Focus Session: LLM4PQC -- An Agentic Framework for Accurate and Efficient Synthesis of PQC Cores
Buddhi Perera, Zeng Wang, Weihua Xiao, Mohammed Nabeel, Ozgur Sinanoglu, Johann Knechtel, Ramesh Karri
TL;DR
PQC hardware design is bottlenecked by translating reference C to synthesizable HLS and scaling NTT/FFT/sampling kernels. LLM4PQC introduces an agentic, feedback-driven workflow that extracts performance-critical subroutines, preprocesses C for HLS, generates HLS-C via C2HLSC, and verifies RTL through KATs, guided by a compile-simulate-synthesize loop. Case studies on Kyber, Dilithium, and Falcon demonstrate automated edges in design-space exploration and hardware synthesis, achieving competitive area metrics and proving the viability of an LLM-driven design loop, while highlighting latency trade-offs.

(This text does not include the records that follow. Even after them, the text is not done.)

use std::collections::BTreeMap;
use std::sync::Arc;
use std::time::Instant;

use crate::{
    DisplayRecord, Interpolator, JobId, JobState, RawSample, VelocityEstimator, VelocityRecord,
};

/// Immutable view of every tracked job at one store version.
#[derive(Debug, Clone, Default, PartialEq)]
pub struct StoreSnapshot {
    version: u64,
    raw_samples: BTreeMap<JobId, RawSample>,
    velocities: BTreeMap<JobId, VelocityRecord>,
    display_records: BTreeMap<JobId, DisplayRecord>,
}

impl StoreSnapshot {
    pub fn version(&self) -> u64 {
        self.version
    }

    pub fn raw_samples(&self) -> &BTreeMap<JobId, RawSample> {
        &self.raw_samples
    }

    pub fn velocities(&self) -> &BTreeMap<JobId, VelocityRecord> {
        &self.velocities
    }

    pub fn display_records(&self) -> &BTreeMap<JobId, DisplayRecord> {
        &self.display_records
    }

    pub fn contains(&self, job_id: &str) -> bool {
        self.raw_samples.contains_key(job_id)
    }
}

/// Versioned job state. Every commit builds a new snapshot and swaps it in
/// whole, so a reader holding an `Arc<StoreSnapshot>` never sees a partial
/// update.
#[derive(Debug, Clone, Default, PartialEq)]
pub struct ProgressStore {
    current: Arc<StoreSnapshot>,
}

impl ProgressStore {
    pub fn new() -> Self {
        Self::default()
    }

    pub fn snapshot(&self) -> Arc<StoreSnapshot> {
        Arc::clone(&self.current)
    }

    pub fn version(&self) -> u64 {
        self.current.version
    }

    pub fn raw_samples(&self) -> &BTreeMap<JobId, RawSample> {
        &self.current.raw_samples
    }

    pub fn velocities(&self) -> &BTreeMap<JobId, VelocityRecord> {
        &self.current.velocities
    }

    pub fn display_records(&self) -> &BTreeMap<JobId, DisplayRecord> {
        &self.current.display_records
    }

    pub fn contains(&self, job_id: &str) -> bool {
        self.current.contains(job_id)
    }

    /// Identifiers of every tracked job, ascending.
    pub fn job_ids(&self) -> Vec<JobId> {
        self.current.raw_samples.keys().cloned().collect()
    }

    /// True while at least one tracked job has not reached a terminal state.
    pub fn has_pending(&self) -> bool {
        self.current
            .raw_samples
            .values()
            .any(|sample| !sample.is_terminal())
    }

    /// Seeds a newly enabled job as waiting. Returns false if it is already tracked.
    pub fn add_job(&mut self, job_id: &str) -> bool {
        if self.contains(job_id) {
            return false;
        }
        let mut next = (*self.current).clone();
        next.raw_samples.insert(job_id.to_owned(), RawSample::seed());
        next.display_records
            .insert(job_id.to_owned(), DisplayRecord::default());
        self.publish(next);
        true
    }

    /// Drops a job from all three maps at once. Returns false if it was not tracked.
    pub fn remove_job(&mut self, job_id: &str) -> bool {
        if !self.contains(job_id) {
            return false;
        }
        let mut next = (*self.current).clone();
        next.raw_samples.remove(job_id);
        next.velocities.remove(job_id);
        next.display_records.remove(job_id);
        self.publish(next);
        true
    }

    /// Commits one poll response. Samples for untracked jobs are dropped and
    /// tracked jobs missing from `samples` keep their previous state.
    ///
    /// Returns the identifiers of jobs whose sample was replaced.
    pub fn commit_poll(
        &mut self,
        samples: BTreeMap<JobId, RawSample>,
        observed_at: Instant,
        estimator: &VelocityEstimator,
        interpolator: &Interpolator,
    ) -> Vec<JobId> {
        let mut next = (*self.current).clone();
        let mut applied = Vec::new();

        for (job_id, sample) in samples {
            if !next.raw_samples.contains_key(&job_id) {
                continue;
            }

            if sample.state == JobState::Processing {
                let record = estimator.estimate(next.velocities.get(&job_id), &sample, observed_at);
                next.velocities.insert(job_id.clone(), record);
            } else {
                next.velocities.remove(&job_id);
            }

            let display = interpolator.settle(
                &sample,
                next.raw_samples.get(&job_id),
                next.display_records.get(&job_id),
            );
            next.display_records.insert(job_id.clone(), display);
            next.raw_samples.insert(job_id.clone(), sample);
            applied.push(job_id);
        }

        if !applied.is_empty() {
            self.publish(next);
        }
        applied
    }

    /// Advances display records of processing jobs to `now`. Publishes a new
    /// snapshot only if some job moved; returns whether one was published.
    pub fn commit_animation(&mut self, now: Instant, interpolator: &Interpolator) -> bool {
        let current = &self.current;
        let advanced: Vec<(JobId, DisplayRecord)> = current
            .velocities
            .iter()
            .filter_map(|(job_id, velocity)| {
                let sample = current.raw_samples.get(job_id)?;
                let display = current.display_records.get(job_id);
                interpolator
                    .predict(sample, velocity, display, now)
                    .map(|record| (job_id.clone(), record))
            })
            .collect();

        if advanced.is_empty() {
            return false;
        }

        let mut next = (**current).clone();
        next.display_records.extend(advanced);
        self.publish(next);
        true
    }

    fn publish(&mut self, mut next: StoreSnapshot) {
        next.version = self.current.version + 1;
        self.current = Arc::new(next);
    }
}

The framework enables accelerated PQC accelerator development and provides a scalable path toward broader hardware-aware PQC deployment, with future work aiming at LLM specialization, RAG integration, and pre-synthesis PPA modeling.
Abstract
The design of post-quantum cryptography (PQC) hardware is a complex and hierarchical process with many challenges. A primary bottleneck is the conversion of PQC reference codes from C to high-level synthesis (HLS) specifications, which requires extensive manual refactoring [1]-[3]. Another bottleneck is the scalability of synthesis for complex PQC primitives, including number theoretic transform (NTT) accelerators and wide memory interfaces. While large language models (LLMs) have shown remarkable results for coding in general-purpose languages like Python, coding for hardware design is more challenging; feedback-driven and agentic integration are key principles of successful state-of-the-art approaches. Here, we propose LLM4PQC, an LLM-based agentic framework that refactors high-level PQC specifications and reference C codes into HLS-ready and synthesizable C code. Our framework generates and verifies the resulting RTL code. For correctness, we leverage a hierarchy of checks, covering fast C compilation and simulation as well as RTL simulation. Case studies on NIST PQC reference designs demonstrate a reduction in manual effort and accelerated design-space exploration compared to traditional flows. Overall, LLM4PQC provides a powerful and efficient pathway for synthesizing complex hardware accelerators.